» YOUR OBJECTIVE:
Search the records for the string "prev", and show each line where it appears.

-*-*-

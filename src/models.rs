use serde::{Deserialize, Deserializer, Serialize};
use serde_json::Value;
use std::fmt;
use std::str::FromStr;

/// Workflow state of a job posting. Lowercase on the wire, case-insensitive on input.
#[derive(Debug, Clone, Copy, PartialEq, Eq, Hash, Serialize, Deserialize)]
#[serde(rename_all = "lowercase")]
pub enum Status {
    New,
    Viewed,
    Shortlisted,
    Longlisted,
    Applied,
    Archived,
}

impl Status {
    /// Selector order, as the dashboard has always offered it.
    pub const ALL: [Status; 6] = [
        Status::Viewed,
        Status::New,
        Status::Shortlisted,
        Status::Longlisted,
        Status::Applied,
        Status::Archived,
    ];

    pub fn as_str(&self) -> &'static str {
        match self {
            Status::New => "new",
            Status::Viewed => "viewed",
            Status::Shortlisted => "shortlisted",
            Status::Longlisted => "longlisted",
            Status::Applied => "applied",
            Status::Archived => "archived",
        }
    }

    pub fn label(&self) -> &'static str {
        match self {
            Status::New => "New",
            Status::Viewed => "Viewed",
            Status::Shortlisted => "Shortlisted",
            Status::Longlisted => "Longlisted",
            Status::Applied => "Applied",
            Status::Archived => "Archived",
        }
    }

    pub fn parse(s: &str) -> Option<Status> {
        let lower = s.trim().to_lowercase();
        Status::ALL.into_iter().find(|st| st.as_str() == lower)
    }
}

impl fmt::Display for Status {
    fn fmt(&self, f: &mut fmt::Formatter<'_>) -> fmt::Result {
        f.write_str(self.as_str())
    }
}

impl FromStr for Status {
    type Err = String;

    fn from_str(s: &str) -> Result<Self, Self::Err> {
        Status::parse(s).ok_or_else(|| {
            format!(
                "unknown status '{}' (expected one of: new, viewed, shortlisted, longlisted, applied, archived)",
                s
            )
        })
    }
}

/// Named fields of a job record. Outside this module fields are addressed by
/// variant; `wire_name` must agree with the serde renames on [`JobRecord`].
#[derive(Debug, Clone, Copy, PartialEq, Eq, Hash)]
pub enum Field {
    Filename,
    Status,
    LastModTime,
    JobTitle,
    GermanRequired,
    TechJob,
    Seniority,
    Company,
    Location,
    RequiredSkills,
    PreferredSkills,
    Immatrikulation,
    OtherRequirements,
    Category,
    JobUrl,
}

impl Field {
    pub const ALL: [Field; 15] = [
        Field::Filename,
        Field::Status,
        Field::LastModTime,
        Field::JobTitle,
        Field::GermanRequired,
        Field::TechJob,
        Field::Seniority,
        Field::Company,
        Field::Location,
        Field::RequiredSkills,
        Field::PreferredSkills,
        Field::Immatrikulation,
        Field::OtherRequirements,
        Field::Category,
        Field::JobUrl,
    ];

    pub fn wire_name(&self) -> &'static str {
        match self {
            Field::Filename => "Filename",
            Field::Status => "status",
            Field::LastModTime => "last_mod_time",
            Field::JobTitle => "Job title",
            Field::GermanRequired => "German language fluency required",
            Field::TechJob => "Is tech job",
            Field::Seniority => "Role seniority",
            Field::Company => "Company name",
            Field::Location => "Location",
            Field::RequiredSkills => "Required technical skills",
            Field::PreferredSkills => "Preferred technical skills",
            Field::Immatrikulation => "Immatrikulation required",
            Field::OtherRequirements => "Other requirements",
            Field::Category => "Job category",
            Field::JobUrl => "Job URL",
        }
    }
}

/// One job posting as served by `GET /api/jobs`.
///
/// The backend serialises a dataframe, so cells can arrive as strings, numbers
/// or booleans. Everything except the filename is read leniently into text.
#[derive(Debug, Clone, Default, PartialEq, Serialize, Deserialize)]
pub struct JobRecord {
    #[serde(rename = "Filename")]
    pub filename: String,
    #[serde(default, deserialize_with = "lenient_text")]
    pub status: Option<String>,
    #[serde(rename = "last_mod_time", default, deserialize_with = "lenient_text")]
    pub last_mod_time: Option<String>,
    #[serde(rename = "Job title", default, deserialize_with = "lenient_text")]
    pub job_title: Option<String>,
    #[serde(rename = "German language fluency required", default, deserialize_with = "lenient_text")]
    pub german_required: Option<String>,
    #[serde(rename = "Is tech job", default, deserialize_with = "lenient_text")]
    pub tech_job: Option<String>,
    #[serde(rename = "Role seniority", default, deserialize_with = "lenient_text")]
    pub seniority: Option<String>,
    #[serde(rename = "Company name", default, deserialize_with = "lenient_text")]
    pub company: Option<String>,
    #[serde(rename = "Location", default, deserialize_with = "lenient_text")]
    pub location: Option<String>,
    #[serde(rename = "Required technical skills", default, deserialize_with = "lenient_text")]
    pub required_skills: Option<String>,
    #[serde(rename = "Preferred technical skills", default, deserialize_with = "lenient_text")]
    pub preferred_skills: Option<String>,
    #[serde(rename = "Immatrikulation required", default, deserialize_with = "lenient_text")]
    pub immatrikulation: Option<String>,
    #[serde(rename = "Other requirements", default, deserialize_with = "lenient_text")]
    pub other_requirements: Option<String>,
    #[serde(rename = "Job category", default, deserialize_with = "lenient_text")]
    pub category: Option<String>,
    #[serde(rename = "Job URL", default, deserialize_with = "lenient_text")]
    pub job_url: Option<String>,
}

impl JobRecord {
    pub fn field(&self, field: Field) -> Option<&str> {
        let value = match field {
            Field::Filename => return Some(&self.filename),
            Field::Status => &self.status,
            Field::LastModTime => &self.last_mod_time,
            Field::JobTitle => &self.job_title,
            Field::GermanRequired => &self.german_required,
            Field::TechJob => &self.tech_job,
            Field::Seniority => &self.seniority,
            Field::Company => &self.company,
            Field::Location => &self.location,
            Field::RequiredSkills => &self.required_skills,
            Field::PreferredSkills => &self.preferred_skills,
            Field::Immatrikulation => &self.immatrikulation,
            Field::OtherRequirements => &self.other_requirements,
            Field::Category => &self.category,
            Field::JobUrl => &self.job_url,
        };
        value.as_deref()
    }

    pub fn status_kind(&self) -> Option<Status> {
        self.status.as_deref().and_then(Status::parse)
    }

    /// Origin URL of the posting; the backend fills missing cells with "N/A".
    pub fn external_url(&self) -> Option<&str> {
        self.job_url
            .as_deref()
            .map(str::trim)
            .filter(|url| !url.is_empty() && *url != "N/A")
    }
}

fn lenient_text<'de, D>(deserializer: D) -> Result<Option<String>, D::Error>
where
    D: Deserializer<'de>,
{
    let value = Option::<Value>::deserialize(deserializer)?;
    Ok(match value {
        None | Some(Value::Null) => None,
        Some(Value::String(s)) => Some(s),
        Some(Value::Bool(b)) => Some(b.to_string()),
        Some(Value::Number(n)) => Some(n.to_string()),
        Some(other) => Some(other.to_string()),
    })
}

#[cfg(test)]
mod tests {
    use super::*;
    use serde_json::json;

    #[test]
    fn test_status_parse_is_case_insensitive() {
        assert_eq!(Status::parse("NEW"), Some(Status::New));
        assert_eq!(Status::parse(" Shortlisted "), Some(Status::Shortlisted));
        assert_eq!(Status::parse("rejected"), None);
        assert_eq!(Status::parse(""), None);
    }

    #[test]
    fn test_status_from_str_error_names_value() {
        let err = "closed".parse::<Status>().unwrap_err();
        assert!(err.contains("closed"));
    }

    #[test]
    fn test_status_serializes_lowercase() {
        let body = serde_json::to_value(Status::Longlisted).unwrap();
        assert_eq!(body, json!("longlisted"));
    }

    #[test]
    fn test_record_reads_exact_wire_names() {
        let raw = json!({
            "Filename": "acme-backend.html",
            "status": "Viewed",
            "last_mod_time": "2025-01-06T14:05:00Z",
            "Job title": "Backend Engineer",
            "German language fluency required": "no",
            "Is tech job": true,
            "Role seniority": "senior",
            "Company name": "Acme",
            "Location": "Berlin",
            "Required technical skills": "Rust, Postgres",
            "Preferred technical skills": "N/A",
            "Immatrikulation required": false,
            "Other requirements": "",
            "Job category": "Engineering",
            "Job URL": "https://acme.example/jobs/1",
            "unrelated column": 3
        });

        let job: JobRecord = serde_json::from_value(raw).unwrap();
        assert_eq!(job.filename, "acme-backend.html");
        assert_eq!(job.status_kind(), Some(Status::Viewed));
        assert_eq!(job.field(Field::JobTitle), Some("Backend Engineer"));
        assert_eq!(job.field(Field::TechJob), Some("true"));
        assert_eq!(job.field(Field::Immatrikulation), Some("false"));
        assert_eq!(job.field(Field::OtherRequirements), Some(""));
        assert_eq!(job.external_url(), Some("https://acme.example/jobs/1"));
    }

    #[test]
    fn test_record_missing_fields_are_none() {
        let job: JobRecord = serde_json::from_value(json!({ "Filename": "a.html" })).unwrap();
        assert_eq!(job.status, None);
        assert_eq!(job.status_kind(), None);
        assert_eq!(job.field(Field::Company), None);
        assert_eq!(job.field(Field::Filename), Some("a.html"));
    }

    #[test]
    fn test_record_requires_filename() {
        let result: Result<JobRecord, _> = serde_json::from_value(json!({ "status": "new" }));
        assert!(result.is_err());
    }

    #[test]
    fn test_external_url_ignores_placeholder() {
        let mut job = JobRecord {
            filename: "a.html".to_string(),
            job_url: Some("N/A".to_string()),
            ..Default::default()
        };
        assert_eq!(job.external_url(), None);

        job.job_url = Some("  ".to_string());
        assert_eq!(job.external_url(), None);

        job.job_url = None;
        assert_eq!(job.external_url(), None);
    }

    #[test]
    fn test_field_wire_names_match_serde_keys() {
        let job = JobRecord {
            filename: "a.html".to_string(),
            ..Default::default()
        };
        let value = serde_json::to_value(&job).unwrap();
        let object = value.as_object().unwrap();
        for field in Field::ALL {
            assert!(
                object.contains_key(field.wire_name()),
                "missing wire key {}",
                field.wire_name()
            );
        }
        assert_eq!(object.len(), Field::ALL.len());
    }
}
use std::collections::BTreeSet;

use crate::models::Status;

/// Sentinel filter value meaning "no constraint". Never sent to the backend.
pub const ALL: &str = "all";

/// A flag that is consumed by the first read after it was raised.
#[derive(Debug, Default)]
pub struct OneShot(bool);

impl OneShot {
    pub fn set(&mut self) {
        self.0 = true;
    }

    pub fn is_set(&self) -> bool {
        self.0
    }

    pub fn take(&mut self) -> bool {
        std::mem::take(&mut self.0)
    }
}

#[derive(Debug, Clone, Copy, PartialEq, Eq, Default)]
pub enum StatusFilter {
    #[default]
    All,
    Only(Status),
}

impl StatusFilter {
    pub fn parse(s: &str) -> Option<StatusFilter> {
        if s.trim().is_empty() || s.trim().eq_ignore_ascii_case(ALL) {
            return Some(StatusFilter::All);
        }
        Status::parse(s).map(StatusFilter::Only)
    }

    /// Whether a record in `status` still belongs in a list filtered by `self`.
    pub fn admits(&self, status: Status) -> bool {
        match self {
            StatusFilter::All => true,
            StatusFilter::Only(s) => *s == status,
        }
    }

    pub fn as_str(&self) -> &'static str {
        match self {
            StatusFilter::All => ALL,
            StatusFilter::Only(s) => s.as_str(),
        }
    }

    pub fn next(self) -> Self {
        match self {
            StatusFilter::All => StatusFilter::Only(Status::ALL[0]),
            StatusFilter::Only(s) => match Status::ALL.iter().position(|x| *x == s) {
                Some(i) if i + 1 < Status::ALL.len() => StatusFilter::Only(Status::ALL[i + 1]),
                _ => StatusFilter::All,
            },
        }
    }

    pub fn prev(self) -> Self {
        match self {
            StatusFilter::All => StatusFilter::Only(Status::ALL[Status::ALL.len() - 1]),
            StatusFilter::Only(s) => match Status::ALL.iter().position(|x| *x == s) {
                Some(i) if i > 0 => StatusFilter::Only(Status::ALL[i - 1]),
                _ => StatusFilter::All,
            },
        }
    }
}

/// Values picked in a multi-select control. Empty, or containing `ALL`,
/// means the control does not constrain the query.
#[derive(Debug, Clone, Default, PartialEq, Eq)]
pub struct MultiSelect {
    selected: BTreeSet<String>,
}

impl MultiSelect {
    pub fn from_values<I, S>(values: I) -> Self
    where
        I: IntoIterator<Item = S>,
        S: Into<String>,
    {
        Self {
            selected: values.into_iter().map(Into::into).collect(),
        }
    }

    pub fn is_unconstrained(&self) -> bool {
        self.selected.is_empty() || self.selected.contains(ALL)
    }

    pub fn contains(&self, value: &str) -> bool {
        self.selected.contains(value)
    }

    /// Toggling `ALL` clears the selection; toggling anything else drops `ALL`.
    pub fn toggle(&mut self, value: &str) {
        if value == ALL {
            self.selected.clear();
            return;
        }
        self.selected.remove(ALL);
        if !self.selected.remove(value) {
            self.selected.insert(value.to_string());
        }
    }

    pub fn values(&self) -> impl Iterator<Item = &str> {
        self.selected.iter().map(String::as_str)
    }

    pub fn summary(&self) -> String {
        if self.is_unconstrained() {
            ALL.to_string()
        } else {
            self.values().collect::<Vec<_>>().join(",")
        }
    }
}

/// Current value of every filter control. Owned by the controller.
#[derive(Debug, Default)]
pub struct FilterState {
    pub status: StatusFilter,
    pub german: MultiSelect,
    pub seniority: MultiSelect,
    pub days_since_saved: Option<u32>,
    pub query: String,
    force_cache_refresh: OneShot,
}

impl FilterState {
    pub fn request_cache_refresh(&mut self) {
        self.force_cache_refresh.set();
    }

    pub fn cache_refresh_pending(&self) -> bool {
        self.force_cache_refresh.is_set()
    }

    /// Copies the filters for one fetch and consumes the cache-refresh flag.
    pub fn take_snapshot(&mut self) -> FilterSnapshot {
        FilterSnapshot {
            status: self.status,
            german: self.german.clone(),
            seniority: self.seniority.clone(),
            days_since_saved: self.days_since_saved,
            query: self.query.clone(),
            refcache: self.force_cache_refresh.take(),
        }
    }
}

#[derive(Debug, Clone, Default, PartialEq, Eq)]
pub struct FilterSnapshot {
    pub status: StatusFilter,
    pub german: MultiSelect,
    pub seniority: MultiSelect,
    pub days_since_saved: Option<u32>,
    pub query: String,
    pub refcache: bool,
}

/// Maps a filter snapshot to `/api/jobs` query parameters.
pub fn build_query(filters: &FilterSnapshot) -> Vec<(&'static str, String)> {
    let mut params = Vec::new();

    if let StatusFilter::Only(status) = filters.status {
        params.push(("status", status.as_str().to_string()));
    }
    if !filters.german.is_unconstrained() {
        params.extend(filters.german.values().map(|v| ("german", v.to_string())));
    }
    if !filters.seniority.is_unconstrained() {
        params.extend(filters.seniority.values().map(|v| ("seniority", v.to_string())));
    }
    if !filters.query.is_empty() {
        params.push(("q", filters.query.clone()));
    }
    if let Some(days) = filters.days_since_saved.filter(|d| *d > 0) {
        params.push(("days", days.to_string()));
    }
    if filters.refcache {
        params.push(("refcache", "true".to_string()));
    }

    params
}

#[cfg(test)]
mod tests {
    use super::*;
    use std::collections::HashSet;

    fn as_set(params: &[(&'static str, String)]) -> HashSet<(String, String)> {
        params
            .iter()
            .map(|(k, v)| (k.to_string(), v.clone()))
            .collect()
    }

    #[test]
    fn test_default_filters_emit_nothing() {
        let mut state = FilterState::default();
        assert!(build_query(&state.take_snapshot()).is_empty());
    }

    #[test]
    fn test_sentinels_emit_nothing() {
        let mut state = FilterState {
            status: StatusFilter::parse("all").unwrap(),
            german: MultiSelect::from_values(["all"]),
            seniority: MultiSelect::from_values(["all", "senior"]),
            ..Default::default()
        };
        assert!(build_query(&state.take_snapshot()).is_empty());
    }

    #[test]
    fn test_concrete_scenario() {
        let mut state = FilterState {
            status: StatusFilter::Only(Status::New),
            german: MultiSelect::from_values(["yes"]),
            seniority: MultiSelect::from_values(["all"]),
            query: "backend".to_string(),
            ..Default::default()
        };
        let params = build_query(&state.take_snapshot());

        let expected: HashSet<(String, String)> = [
            ("status".to_string(), "new".to_string()),
            ("german".to_string(), "yes".to_string()),
            ("q".to_string(), "backend".to_string()),
        ]
        .into_iter()
        .collect();
        assert_eq!(as_set(&params), expected);
        assert_eq!(params.len(), 3);
        assert!(!params.iter().any(|(k, _)| matches!(*k, "days" | "seniority" | "refcache")));
    }

    #[test]
    fn test_multi_values_repeat_once_each() {
        let snapshot = FilterSnapshot {
            german: MultiSelect::from_values(["no", "yes", "no"]),
            seniority: MultiSelect::from_values(["junior", "senior"]),
            ..Default::default()
        };
        let params = build_query(&snapshot);

        let german: Vec<_> = params.iter().filter(|(k, _)| *k == "german").collect();
        assert_eq!(german.len(), 2);
        let seniority: HashSet<_> = params
            .iter()
            .filter(|(k, _)| *k == "seniority")
            .map(|(_, v)| v.as_str())
            .collect();
        assert_eq!(seniority, HashSet::from(["junior", "senior"]));
    }

    #[test]
    fn test_days_zero_and_empty_query_excluded() {
        let snapshot = FilterSnapshot {
            days_since_saved: Some(0),
            query: String::new(),
            ..Default::default()
        };
        assert!(build_query(&snapshot).is_empty());

        let snapshot = FilterSnapshot {
            days_since_saved: Some(7),
            query: " ".to_string(),
            ..Default::default()
        };
        let params = build_query(&snapshot);
        assert!(params.contains(&("days", "7".to_string())));
        assert!(params.contains(&("q", " ".to_string())));
    }

    #[test]
    fn test_refcache_is_one_shot() {
        let mut state = FilterState::default();
        state.request_cache_refresh();
        assert!(state.cache_refresh_pending());

        let first = build_query(&state.take_snapshot());
        assert!(first.contains(&("refcache", "true".to_string())));
        assert!(!state.cache_refresh_pending());

        let second = build_query(&state.take_snapshot());
        assert!(!second.iter().any(|(k, _)| *k == "refcache"));
    }

    #[test]
    fn test_build_query_is_pure() {
        let snapshot = FilterSnapshot {
            status: StatusFilter::Only(Status::Applied),
            refcache: true,
            ..Default::default()
        };
        assert_eq!(build_query(&snapshot), build_query(&snapshot));
    }

    #[test]
    fn test_toggle_all_clears_selection() {
        let mut select = MultiSelect::default();
        select.toggle("yes");
        select.toggle("no");
        assert_eq!(select.summary(), "no,yes");

        select.toggle("yes");
        assert_eq!(select.summary(), "no");

        select.toggle(ALL);
        assert!(select.is_unconstrained());
        assert_eq!(select.summary(), "all");
    }

    #[test]
    fn test_status_filter_cycles_through_all() {
        let mut filter = StatusFilter::All;
        let mut seen = Vec::new();
        for _ in 0..=Status::ALL.len() {
            filter = filter.next();
            seen.push(filter);
        }
        assert_eq!(seen.last(), Some(&StatusFilter::All));
        assert_eq!(StatusFilter::All.prev().next(), StatusFilter::All);
        assert_eq!(StatusFilter::Only(Status::Viewed).prev(), StatusFilter::All);
    }

    #[test]
    fn test_status_filter_admits() {
        assert!(StatusFilter::All.admits(Status::Archived));
        assert!(StatusFilter::Only(Status::New).admits(Status::New));
        assert!(!StatusFilter::Only(Status::New).admits(Status::Viewed));
        assert_eq!(StatusFilter::parse("bogus"), None);
        assert_eq!(StatusFilter::parse(""), Some(StatusFilter::All));
    }
}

-*-*-

» ANSWER TO THIS EXERCISE:
    pub fn prev(self) -> Self {
        assert_eq!(StatusFilter::All.prev().next(), StatusFilter::All);
        assert_eq!(StatusFilter::Only(Status::Viewed).prev(), StatusFilter::All);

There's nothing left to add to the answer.